:: GIVEN RECORDS ::

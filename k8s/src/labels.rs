use k8s_openapi::apimachinery::pkg::apis::meta::v1::{LabelSelector, LabelSelectorRequirement};
use std::{
    collections::{BTreeMap, BTreeSet},
    sync::Arc,
};

#[derive(Clone, Debug, Default)]
pub struct Labels(Arc<Map>);

pub type Map = BTreeMap<String, String>;

pub type Expressions = Vec<Expression>;

#[derive(Clone, Debug, PartialEq, Eq)]
pub struct Expression {
    key: String,
    operator: String,
    values: Option<BTreeSet<String>>,
}

/// Selects a set of labeled resources. The results of `match_labels` and
/// `match_expressions` are ANDed.
#[derive(Clone, Debug, Eq, PartialEq, Default)]
pub struct Selector {
    match_labels: Option<Map>,
    match_expressions: Option<Expressions>,
}

// === Selector ===

impl Selector {
    fn from_expressions(exprs: Expressions) -> Self {
        Self {
            match_labels: None,
            match_expressions: Some(exprs),
        }
    }

    fn from_map(map: Map) -> Self {
        Self {
            match_labels: Some(map),
            match_expressions: None,
        }
    }

    /// Indicates whether this selector matches all resources.
    pub fn selects_all(&self) -> bool {
        match (self.match_labels.as_ref(), self.match_expressions.as_ref()) {
            (None, None) => true,
            (Some(l), None) => l.is_empty(),
            (None, Some(e)) => e.is_empty(),
            (Some(l), Some(e)) => l.is_empty() && e.is_empty(),
        }
    }

    pub fn matches(&self, labels: &Labels) -> bool {
        for expr in self.match_expressions.iter().flatten() {
            if !expr.matches(labels.as_ref()) {
                return false;
            }
        }

        if let Some(match_labels) = self.match_labels.as_ref() {
            for (k, v) in match_labels {
                if labels.0.get(k) != Some(v) {
                    return false;
                }
            }
        }

        true
    }
}

impl From<LabelSelector> for Selector {
    fn from(sel: LabelSelector) -> Self {
        Self {
            match_labels: sel.match_labels,
            match_expressions: sel
                .match_expressions
                .map(|exprs| exprs.into_iter().map(Expression::from).collect()),
        }
    }
}

impl std::iter::FromIterator<(String, String)> for Selector {
    fn from_iter<T: IntoIterator<Item = (String, String)>>(iter: T) -> Self {
        Self::from_map(iter.into_iter().collect())
    }
}

impl std::iter::FromIterator<(&'static str, &'static str)> for Selector {
    fn from_iter<T: IntoIterator<Item = (&'static str, &'static str)>>(iter: T) -> Self {
        Self::from_map(
            iter.into_iter()
                .map(|(k, v)| (k.to_string(), v.to_string()))
                .collect(),
        )
    }
}

impl std::iter::FromIterator<Expression> for Selector {
    fn from_iter<T: IntoIterator<Item = Expression>>(iter: T) -> Self {
        Self::from_expressions(iter.into_iter().collect())
    }
}

// === Labels ===

impl From<Option<Map>> for Labels {
    #[inline]
    fn from(labels: Option<Map>) -> Self {
        labels.unwrap_or_default().into()
    }
}

impl From<Map> for Labels {
    #[inline]
    fn from(labels: Map) -> Self {
        Self(Arc::new(labels))
    }
}

impl AsRef<Map> for Labels {
    #[inline]
    fn as_ref(&self) -> &Map {
        self.0.as_ref()
    }
}

impl std::cmp::PartialEq<Self> for Labels {
    #[inline]
    fn eq(&self, t: &Self) -> bool {
        self.0.as_ref().eq(t.as_ref())
    }
}

impl std::cmp::PartialEq<Option<Map>> for Labels {
    #[inline]
    fn eq(&self, t: &Option<Map>) -> bool {
        match t {
            None => self.0.is_empty(),
            Some(t) => t.eq(self.0.as_ref()),
        }
    }
}

impl std::iter::FromIterator<(String, String)> for Labels {
    fn from_iter<T: IntoIterator<Item = (String, String)>>(iter: T) -> Self {
        Self(Arc::new(iter.into_iter().collect()))
    }
}

impl std::iter::FromIterator<(&'static str, &'static str)> for Labels {
    fn from_iter<T: IntoIterator<Item = (&'static str, &'static str)>>(iter: T) -> Self {
        iter.into_iter()
            .map(|(k, v)| (k.to_string(), v.to_string()))
            .collect()
    }
}

// === Expression ===

impl Expression {
    fn matches(&self, labels: &Map) -> bool {
        match (self.operator.as_str(), self.values.as_ref()) {
            ("In", Some(values)) => match labels.get(&self.key) {
                Some(v) => values.contains(v),
                None => false,
            },
            ("NotIn", Some(values)) => match labels.get(&self.key) {
                Some(v) => !values.contains(v),
                None => true,
            },
            ("Exists", None) => labels.contains_key(&self.key),
            ("DoesNotExist", None) => !labels.contains_key(&self.key),
            (operator, values) => {
                tracing::warn!(%operator, key = %self.key, ?values, "illegal match expression");
                false
            }
        }
    }
}

impl From<LabelSelectorRequirement> for Expression {
    fn from(req: LabelSelectorRequirement) -> Self {
        Self {
            key: req.key,
            operator: req.operator,
            values: req.values.map(|vs| vs.into_iter().collect()),
        }
    }
}

#[cfg(test)]
mod tests {
    use super::*;
    use std::iter::FromIterator;

    fn expr(key: &str, operator: &str, values: Option<&[&str]>) -> Expression {
        Expression {
            key: key.to_string(),
            operator: operator.to_string(),
            values: values.map(|vs| vs.iter().map(|v| v.to_string()).collect()),
        }
    }

    #[test]
    fn test_matches() {
        for (selector, labels, matches, msg) in &[
            (Selector::default(), Labels::default(), true, "empty match"),
            (
                Selector::from_iter(Some(("foo", "bar"))),
                Labels::from_iter(Some(("foo", "bar"))),
                true,
                "exact label match",
            ),
            (
                Selector::from_iter(Some(("foo", "bar"))),
                Labels::from_iter(vec![("foo", "bar"), ("bah", "baz")]),
                true,
                "sufficient label match",
            ),
            (
                Selector::from_iter(Some(("foo", "bar"))),
                Labels::from_iter(Some(("foo", "baz"))),
                false,
                "label mismatch",
            ),
            (
                Selector::from_iter(Some(expr("foo", "In", Some(&["bar"])))),
                Labels::from_iter(vec![("foo", "bar"), ("bah", "baz")]),
                true,
                "In expression match",
            ),
            (
                Selector::from_iter(Some(expr("foo", "NotIn", Some(&["quux"])))),
                Labels::from_iter(vec![("foo", "bar"), ("bah", "baz")]),
                true,
                "NotIn expression match",
            ),
            (
                Selector::from_iter(Some(expr("foo", "NotIn", Some(&["bar"])))),
                Labels::from_iter(vec![("foo", "bar"), ("bah", "baz")]),
                false,
                "NotIn expression non-match",
            ),
            (
                Selector::from_iter(Some(expr("foo", "Exists", None))),
                Labels::from_iter(Some(("foo", "bar"))),
                true,
                "Exists expression match",
            ),
            (
                Selector::from_iter(Some(expr("foo", "DoesNotExist", None))),
                Labels::from_iter(Some(("foo", "bar"))),
                false,
                "DoesNotExist expression non-match",
            ),
            (
                Selector::from_iter(Some(expr("foo", "Frobs", None))),
                Labels::from_iter(Some(("foo", "bar"))),
                false,
                "illegal operator never matches",
            ),
        ] {
            assert_eq!(selector.matches(labels), *matches, "{}", msg);
        }
    }

    #[test]
    fn empty_selector_selects_all() {
        assert!(Selector::default().selects_all());
        assert!(Selector::from(LabelSelector::default()).selects_all());
        assert!(!Selector::from_iter(Some(("foo", "bar"))).selects_all());
    }
}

:::

▸ YOUR GOAL
Could you give every entry again, exactly as written?

▸ ANSWER TO THIS PROBLEM
filename k8s/src/labels.rs
use k8s_openapi::apimachinery::pkg::apis::meta::v1::{LabelSelector, LabelSelectorRequirement};
use std::{
    collections::{BTreeMap, BTreeSet},
    sync::Arc,
};

#[derive(Clone, Debug, Default)]
pub struct Labels(Arc<Map>);

pub type Map = BTreeMap<String, String>;

pub type Expressions = Vec<Expression>;

#[derive(Clone, Debug, PartialEq, Eq)]
pub struct Expression {
    key: String,
    operator: String,
    values: Option<BTreeSet<String>>,
}

/// Selects a set of labeled resources. The results of `match_labels` and
/// `match_expressions` are ANDed.
#[derive(Clone, Debug, Eq, PartialEq, Default)]
pub struct Selector {
    match_labels: Option<Map>,
    match_expressions: Option<Expressions>,
}

// === Selector ===

impl Selector {
    fn from_expressions(exprs: Expressions) -> Self {
        Self {
            match_labels: None,
            match_expressions: Some(exprs),
        }
    }

    fn from_map(map: Map) -> Self {
        Self {
            match_labels: Some(map),
            match_expressions: None,
        }
    }

    /// Indicates whether this selector matches all resources.
    pub fn selects_all(&self) -> bool {
        match (self.match_labels.as_ref(), self.match_expressions.as_ref()) {
            (None, None) => true,
            (Some(l), None) => l.is_empty(),
            (None, Some(e)) => e.is_empty(),
            (Some(l), Some(e)) => l.is_empty() && e.is_empty(),
        }
    }

    pub fn matches(&self, labels: &Labels) -> bool {
        for expr in self.match_expressions.iter().flatten() {
            if !expr.matches(labels.as_ref()) {
                return false;
            }
        }

        if let Some(match_labels) = self.match_labels.as_ref() {
            for (k, v) in match_labels {
                if labels.0.get(k) != Some(v) {
                    return false;
                }
            }
        }

        true
    }
}

impl From<LabelSelector> for Selector {
    fn from(sel: LabelSelector) -> Self {
        Self {
            match_labels: sel.match_labels,
            match_expressions: sel
                .match_expressions
                .map(|exprs| exprs.into_iter().map(Expression::from).collect()),
        }
    }
}

impl std::iter::FromIterator<(String, String)> for Selector {
    fn from_iter<T: IntoIterator<Item = (String, String)>>(iter: T) -> Self {
        Self::from_map(iter.into_iter().collect())
    }
}

impl std::iter::FromIterator<(&'static str, &'static str)> for Selector {
    fn from_iter<T: IntoIterator<Item = (&'static str, &'static str)>>(iter: T) -> Self {
        Self::from_map(
            iter.into_iter()
                .map(|(k, v)| (k.to_string(), v.to_string()))
                .collect(),
        )
    }
}

impl std::iter::FromIterator<Expression> for Selector {
    fn from_iter<T: IntoIterator<Item = Expression>>(iter: T) -> Self {
        Self::from_expressions(iter.into_iter().collect())
    }
}

// === Labels ===

impl From<Option<Map>> for Labels {
    #[inline]
    fn from(labels: Option<Map>) -> Self {
        labels.unwrap_or_default().into()
    }
}

impl From<Map> for Labels {
    #[inline]
    fn from(labels: Map) -> Self {
        Self(Arc::new(labels))
    }
}

impl AsRef<Map> for Labels {
    #[inline]
    fn as_ref(&self) -> &Map {
        self.0.as_ref()
    }
}

impl std::cmp::PartialEq<Self> for Labels {
    #[inline]
    fn eq(&self, t: &Self) -> bool {
        self.0.as_ref().eq(t.as_ref())
    }
}

impl std::cmp::PartialEq<Option<Map>> for Labels {
    #[inline]
    fn eq(&self, t: &Option<Map>) -> bool {
        match t {
            None => self.0.is_empty(),
            Some(t) => t.eq(self.0.as_ref()),
        }
    }
}

impl std::iter::FromIterator<(String, String)> for Labels {
    fn from_iter<T: IntoIterator<Item = (String, String)>>(iter: T) -> Self {
        Self(Arc::new(iter.into_iter().collect()))
    }
}

impl std::iter::FromIterator<(&'static str, &'static str)> for Labels {
    fn from_iter<T: IntoIterator<Item = (&'static str, &'static str)>>(iter: T) -> Self {
        iter.into_iter()
            .map(|(k, v)| (k.to_string(), v.to_string()))
            .collect()
    }
}

// === Expression ===

impl Expression {
    fn matches(&self, labels: &Map) -> bool {
        match (self.operator.as_str(), self.values.as_ref()) {
            ("In", Some(values)) => match labels.get(&self.key) {
                Some(v) => values.contains(v),
                None => false,
            },
            ("NotIn", Some(values)) => match labels.get(&self.key) {
                Some(v) => !values.contains(v),
                None => true,
            },
            ("Exists", None) => labels.contains_key(&self.key),
            ("DoesNotExist", None) => !labels.contains_key(&self.key),
            (operator, values) => {
                tracing::warn!(%operator, key = %self.key, ?values, "illegal match expression");
                false
            }
        }
    }
}

impl From<LabelSelectorRequirement> for Expression {
    fn from(req: LabelSelectorRequirement) -> Self {
        Self {
            key: req.key,
            operator: req.operator,
            values: req.values.map(|vs| vs.into_iter().collect()),
        }
    }
}

#[cfg(test)]
mod tests {
    use super::*;
    use std::iter::FromIterator;

    fn expr(key: &str, operator: &str, values: Option<&[&str]>) -> Expression {
        Expression {
            key: key.to_string(),
            operator: operator.to_string(),
            values: values.map(|vs| vs.iter().map(|v| v.to_string()).collect()),
        }
    }

    #[test]
    fn test_matches() {
        for (selector, labels, matches, msg) in &[
            (Selector::default(), Labels::default(), true, "empty match"),
            (
                Selector::from_iter(Some(("foo", "bar"))),
                Labels::from_iter(Some(("foo", "bar"))),
                true,
                "exact label match",
            ),
            (
                Selector::from_iter(Some(("foo", "bar"))),
                Labels::from_iter(vec![("foo", "bar"), ("bah", "baz")]),
                true,
                "sufficient label match",
            ),
            (
                Selector::from_iter(Some(("foo", "bar"))),
                Labels::from_iter(Some(("foo", "baz"))),
                false,
                "label mismatch",
            ),
            (
                Selector::from_iter(Some(expr("foo", "In", Some(&["bar"])))),
                Labels::from_iter(vec![("foo", "bar"), ("bah", "baz")]),
                true,
                "In expression match",
            ),
            (
                Selector::from_iter(Some(expr("foo", "NotIn", Some(&["quux"])))),
                Labels::from_iter(vec![("foo", "bar"), ("bah", "baz")]),
                true,
                "NotIn expression match",
            ),
            (
                Selector::from_iter(Some(expr("foo", "NotIn", Some(&["bar"])))),
                Labels::from_iter(vec![("foo", "bar"), ("bah", "baz")]),
                false,
                "NotIn expression non-match",
            ),
            (
                Selector::from_iter(Some(expr("foo", "Exists", None))),
                Labels::from_iter(Some(("foo", "bar"))),
                true,
                "Exists expression match",
            ),
            (
                Selector::from_iter(Some(expr("foo", "DoesNotExist", None))),
                Labels::from_iter(Some(("foo", "bar"))),
                false,
                "DoesNotExist expression non-match",
            ),
            (
                Selector::from_iter(Some(expr("foo", "Frobs", None))),
                Labels::from_iter(Some(("foo", "bar"))),
                false,
                "illegal operator never matches",
            ),
        ] {
            assert_eq!(selector.matches(labels), *matches, "{}", msg);
        }
    }

    #[test]
    fn empty_selector_selects_all() {
        assert!(Selector::default().selects_all());
        assert!(Selector::from(LabelSelector::default()).selects_all());
        assert!(!Selector::from_iter(Some(("foo", "bar"))).selects_all());
    }
}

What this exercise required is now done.